Activity:
Top to bottom, every record is to be copied word for word.

[Saved data entries]
****

use thiserror::Error;

pub type Result<T> = std::result::Result<T, TrendError>;

#[derive(Error, Debug)]
pub enum TrendError {
    #[error("Configuration error: {0}")]
    Config(String),
    #[error("Invalid date: {0}")]
    InvalidDate(String),
    #[error("Config file error: {0}")]
    Toml(#[from] toml::de::Error),
    #[error("Serialization error: {0}")]
    Serde(#[from] serde_json::Error),
    #[error("CSV error: {0}")]
    Csv(#[from] csv::Error),
    #[error("IO error: {0}")]
    Io(#[from] std::io::Error),
    #[error("HTTP client error: {0}")]
    Http(#[from] reqwest::Error),
    #[error("Other: {0}")]
    Other(String),
}

impl TrendError {
    pub fn config(msg: impl Into<String>) -> Self {
        TrendError::Config(msg.into())
    }
}
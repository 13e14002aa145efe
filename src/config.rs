use crate::error::{Result, TrendError};
use crate::model::{RepositoryRef, TeamMember};
use crate::roster::Roster;
use serde::Deserialize;
use std::path::Path;

pub const DEFAULT_CONFIG_FILE: &str = "team_config.toml";

/// Contents of the roster file.
///
/// ```toml
/// repos = ["organization/repository1"]
/// start_date = "2025-01-01"
/// end_date = "2025-03-31"
///
/// [[members]]
/// username = "example-user1"
/// name = "John Doe"
/// team = "Team Alpha"
/// ```
#[derive(Debug, Clone, Deserialize)]
#[serde(deny_unknown_fields)]
pub struct TeamConfig {
    #[serde(default)]
    pub repos: Vec<String>,
    #[serde(default)]
    pub members: Vec<TeamMember>,
    pub start_date: Option<String>,
    pub end_date: Option<String>,
}

impl TeamConfig {
    pub fn load(path: &Path) -> Result<Self> {
        let raw = std::fs::read_to_string(path).map_err(|e| {
            TrendError::config(format!("Cannot read config file {}: {e}", path.display()))
        })?;
        Self::parse(&raw)
    }

    pub fn parse(raw: &str) -> Result<Self> {
        Ok(toml::from_str(raw)?)
    }

    pub fn roster(&self) -> Result<Roster> {
        Roster::new(self.members.clone())
    }

    /// Parsed repositories in file order, duplicates removed.
    pub fn repositories(&self) -> Result<Vec<RepositoryRef>> {
        if self.repos.is_empty() {
            return Err(TrendError::config("Config must list at least one repository"));
        }
        let mut out: Vec<RepositoryRef> = Vec::with_capacity(self.repos.len());
        for raw in &self.repos {
            let repo: RepositoryRef = raw.parse()?;
            if out.contains(&repo) {
                tracing::warn!(repository = %repo, "Repository listed twice, ignoring duplicate");
                continue;
            }
            out.push(repo);
        }
        Ok(out)
    }
}
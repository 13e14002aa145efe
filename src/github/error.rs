use crate::model::FailureKind;
use thiserror::Error;

/// Errors surfaced by the GitHub client once its own retry handling gives up.
#[derive(Debug, Error)]
pub enum FetchError {
    #[error("Authentication failed for {repository} (HTTP {status}): check GITHUB_TOKEN and its scopes")]
    AuthFailed { repository: String, status: u16 },

    #[error("Repository {repository} not found: check the owner/name casing and token access")]
    RepositoryNotFound { repository: String },

    #[error("Fetching {repository} for {author} failed after {attempts} attempt(s): {cause}")]
    FetchFailed {
        repository: String,
        author: String,
        attempts: u32,
        cause: String,
    },

    #[error("Network error: {0}")]
    Network(#[from] reqwest::Error),

    #[error("GitHub API error: {status} - {message}")]
    Api { status: u16, message: String },

    #[error("Invalid response from GitHub: {0}")]
    InvalidResponse(String),
}

/// Classifies errors the retry loop may try again.
pub trait RetryableError {
    fn is_retryable(&self) -> bool;
}

impl RetryableError for reqwest::Error {
    fn is_retryable(&self) -> bool {
        self.is_timeout() || self.is_connect() || self.is_request() || self.is_body()
    }
}

impl RetryableError for FetchError {
    fn is_retryable(&self) -> bool {
        match self {
            FetchError::Network(e) => e.is_retryable(),
            FetchError::Api { status, .. } => *status >= 500,
            _ => false,
        }
    }
}

impl FetchError {
    pub fn api(status: u16, message: impl Into<String>) -> Self {
        FetchError::Api {
            status,
            message: message.into(),
        }
    }

    pub fn kind(&self) -> FailureKind {
        match self {
            FetchError::AuthFailed { .. } => FailureKind::AuthFailed,
            FetchError::RepositoryNotFound { .. } => FailureKind::RepositoryNotFound,
            _ => FailureKind::FetchFailed,
        }
    }
}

****

Response:
use thiserror::Error;

pub type Result<T> = std::result::Result<T, TrendError>;

#[derive(Error, Debug)]
pub enum TrendError {
    #[error("Configuration error: {0}")]
    Config(String),
    #[error("Invalid date: {0}")]
    InvalidDate(String),
    #[error("Config file error: {0}")]
    Toml(#[from] toml::de::Error),
    #[error("Serialization error: {0}")]
    Serde(#[from] serde_json::Error),
    #[error("CSV error: {0}")]
    Csv(#[from] csv::Error),
    #[error("IO error: {0}")]
    Io(#[from] std::io::Error),
    #[error("HTTP client error: {0}")]
    Http(#[from] reqwest::Error),
    #[error("Other: {0}")]
    Other(String),
}

impl TrendError {
    pub fn config(msg: impl Into<String>) -> Self {
        TrendError::Config(msg.into())
    }
}
repository 13e14002aa145efe
filename src/config.rs
use crate::error::{Result, TrendError};
use crate::model::{RepositoryRef, TeamMember};
use crate::roster::Roster;
use serde::Deserialize;
use std::path::Path;

pub const DEFAULT_CONFIG_FILE: &str = "team_config.toml";

/// Contents of the roster file.
///
/// ```toml
/// repos = ["organization/repository1"]
/// start_date = "2025-01-01"
/// end_date = "2025-03-31"
///
/// [[members]]
/// username = "example-user1"
/// name = "John Doe"
/// team = "Team Alpha"
/// ```
#[derive(Debug, Clone, Deserialize)]
#[serde(deny_unknown_fields)]
pub struct TeamConfig {
    #[serde(default)]
    pub repos: Vec<String>,
    #[serde(default)]
    pub members: Vec<TeamMember>,
    pub start_date: Option<String>,
    pub end_date: Option<String>,
}

impl TeamConfig {
    pub fn load(path: &Path) -> Result<Self> {
        let raw = std::fs::read_to_string(path).map_err(|e| {
            TrendError::config(format!("Cannot read config file {}: {e}", path.display()))
        })?;
        Self::parse(&raw)
    }

    pub fn parse(raw: &str) -> Result<Self> {
        Ok(toml::from_str(raw)?)
    }

    pub fn roster(&self) -> Result<Roster> {
        Roster::new(self.members.clone())
    }

    /// Parsed repositories in file order, duplicates removed.
    pub fn repositories(&self) -> Result<Vec<RepositoryRef>> {
        if self.repos.is_empty() {
            return Err(TrendError::config("Config must list at least one repository"));
        }
        let mut out: Vec<RepositoryRef> = Vec::with_capacity(self.repos.len());
        for raw in &self.repos {
            let repo: RepositoryRef = raw.parse()?;
            if out.contains(&repo) {
                tracing::warn!(repository = %repo, "Repository listed twice, ignoring duplicate");
                continue;
            }
            out.push(repo);
        }
        Ok(out)
    }
}
repository 13e14002aa145efe
filename src/github/error.rs
use crate::model::FailureKind;
use thiserror::Error;

/// Errors surfaced by the GitHub client once its own retry handling gives up.
#[derive(Debug, Error)]
pub enum FetchError {
    #[error("Authentication failed for {repository} (HTTP {status}): check GITHUB_TOKEN and its scopes")]
    AuthFailed { repository: String, status: u16 },

    #[error("Repository {repository} not found: check the owner/name casing and token access")]
    RepositoryNotFound { repository: String },

    #[error("Fetching {repository} for {author} failed after {attempts} attempt(s): {cause}")]
    FetchFailed {
        repository: String,
        author: String,
        attempts: u32,
        cause: String,
    },

    #[error("Network error: {0}")]
    Network(#[from] reqwest::Error),

    #[error("GitHub API error: {status} - {message}")]
    Api { status: u16, message: String },

    #[error("Invalid response from GitHub: {0}")]
    InvalidResponse(String),
}

/// Classifies errors the retry loop may try again.
pub trait RetryableError {
    fn is_retryable(&self) -> bool;
}

impl RetryableError for reqwest::Error {
    fn is_retryable(&self) -> bool {
        self.is_timeout() || self.is_connect() || self.is_request() || self.is_body()
    }
}

impl RetryableError for FetchError {
    fn is_retryable(&self) -> bool {
        match self {
            FetchError::Network(e) => e.is_retryable(),
            FetchError::Api { status, .. } => *status >= 500,
            _ => false,
        }
    }
}

impl FetchError {
    pub fn api(status: u16, message: impl Into<String>) -> Self {
        FetchError::Api {
            status,
            message: message.into(),
        }
    }

    pub fn kind(&self) -> FailureKind {
        match self {
            FetchError::AuthFailed { .. } => FailureKind::AuthFailed,
            FetchError::RepositoryNotFound { .. } => FailureKind::RepositoryNotFound,
            _ => FailureKind::FetchFailed,
        }
    }
}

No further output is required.